Shoulda, Woulda, Coulda

I have a small brokerage account at Robinhood that I use occasionally for very small stock trades. I like it for small trades because it wouldn’t make sense to buy just a few shares of a stock if I had to pay $7-10 to buy it and then again when I sell. I don’t like that I can only manage the account from my phone and not a regular computer and I have noticed some delays in trades being executed, so I don’t intend on using the account for anything other than small trades where I don’t want to pay brokerage fees.

A few weeks ago, I noticed that Tesla Motors ($TSLA) had dropped a lot and I decided to buy. They had dropped from around $200/share down to under $150/share in a matter of weeks. I’ve been following the company for a while and am a big fan of what they are doing, I even have some friends who work there. I only had enough cash in my Robinhood account to buy 1 share and bought it at $151.00.

Now, let met say that I would NEVER have bought 1 share of ANYTHING in my normal brokerage account (okay, maybe $BRKA, but I don’t have that much money yet). Because I would pay ~$16 to buy and sell, the stock would have to go up by $16/share just for me to break even. Not only that, but because our investments total several hundred thousand dollars, I would need to invest several thousand dollars in anything for it to make a meaningful impact on our overall portfolio. I treat this Robinhood account as a teeny tiny play account. If I lost everything it would not be the end of the world, and my long-term goals don’t depend on the account in the slightest.
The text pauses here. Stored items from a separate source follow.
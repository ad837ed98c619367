/// Coarse classification of an [`AnalysisError`].
#[derive(Debug, Clone, Copy, PartialEq, Eq)]
pub enum ErrorKind {
    /// An input is not the expected coordinate shape.
    Type,
    /// Two grids that must align do not.
    ShapeMismatch,
    /// A grid is not a proper 2D rectangle.
    Dimensionality,
    /// A coordinate lies outside the grid.
    Bounds,
}

/// Errors raised by the grid analyzers.
///
/// Every variant is a caller error detected before any work is done. None of
/// them are retried and none fall back to a default value.
#[derive(Debug, Clone, PartialEq, Eq, thiserror::Error)]
pub enum AnalysisError {
    #[error("origin must be a pair of integers, got {found} value(s)")]
    OriginArity { found: usize },

    #[error("origin coordinate {value:?} is not an integer")]
    NonIntegerCoordinate { value: String },

    #[error("origin coordinate {value} does not fit a grid index")]
    CoordinateOverflow { value: i64 },

    #[error("walls grid is {walls_rows}x{walls_cols} but terrain grid is {terrain_rows}x{terrain_cols}")]
    ShapeMismatch {
        walls_rows: usize,
        walls_cols: usize,
        terrain_rows: usize,
        terrain_cols: usize,
    },

    #[error("grid must be 2-dimensional: no rows or no columns")]
    EmptyGrid,

    #[error("grid must be 2-dimensional: row {row} has {found} columns, expected {expected}")]
    RaggedRow { row: usize, expected: usize, found: usize },

    #[error("grid must be 2-dimensional: {found} cells do not fill {rows}x{cols}")]
    CellCount { rows: usize, cols: usize, found: usize },

    #[error("origin ({row}, {col}) is outside the {rows}x{cols} grid")]
    OutOfBounds { row: i32, col: i32, rows: usize, cols: usize },
}

impl AnalysisError {
    pub fn kind(&self) -> ErrorKind {
        match self {
            AnalysisError::OriginArity { .. }
            | AnalysisError::NonIntegerCoordinate { .. }
            | AnalysisError::CoordinateOverflow { .. } => ErrorKind::Type,
            AnalysisError::ShapeMismatch { .. } => ErrorKind::ShapeMismatch,
            AnalysisError::EmptyGrid
            | AnalysisError::RaggedRow { .. }
            | AnalysisError::CellCount { .. } => ErrorKind::Dimensionality,
            AnalysisError::OutOfBounds { .. } => ErrorKind::Bounds,
        }
    }
}

pub type Result<T> = std::result::Result<T, AnalysisError>;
So, I bought a single share of stock. Now, just a few weeks later, the stock is up almost $100/share! The only problem is, I already sold it for $202.50. I didn’t need the cash for anything and I didn’t buy anything else, it just felt like I had a good gain and figured, why not lock it in. Sure, it could have gone either way after I sold, so I’m still pleased with the 34% gain I made in less than a month, but it’s sometimes hard to keep that in mind when I see it continue to climb and climb.

It’s not the end of the world that I am missing out on more gains, but I learned some interesting lessons about my own behavior.

I learned that:

  1. I behave differently with my money when the amount of money I’m dealing with is relatively small
  2. Even though trading commissions are low, when they are eliminated I think less before acting

I also find it interesting what I mentally consider a ‘small amount’ of money. When I think about investing money, $150 doesn’t feel like much. When it comes to spending money though, $150 seems like a lot more. I’m guilty of letting things sit in my Amazon cart for days or weeks deciding whether something is a want or a need and whether I feel I can delay the purchase. At the same time, I don’t think twice investing thousands of dollars where I could make or lose $150 in an instant.

Numerous studies have come out and shown that the more active an investor is in trading, the worse their long-term results. Critics of Robinhood argue that just because they’ve found a way to eliminate trading costs, doesn’t necessarily mean that it is a win for the consumer, and I tend to agree. Even though trading costs aren’t dragging down investor performance, poor investor behavior is amplified. I’m glad I have my fun little account and it’s enjoyable to play around with, but I know I wouldn’t have been able to amass the funds we have so far if I were constantly churning my account and hoping to find the ‘next big thing’. Instead, my real investments are primarily in much more boring index funds that I rarely touch. Having a big win like this may seem tempting to allocate more of my account to risky trades, but I have no plans of doing so since I know that I won’t be able to replicate this type of trade on a regular basis (and neither can you, so please don’t try with anything you can’t afford to lose).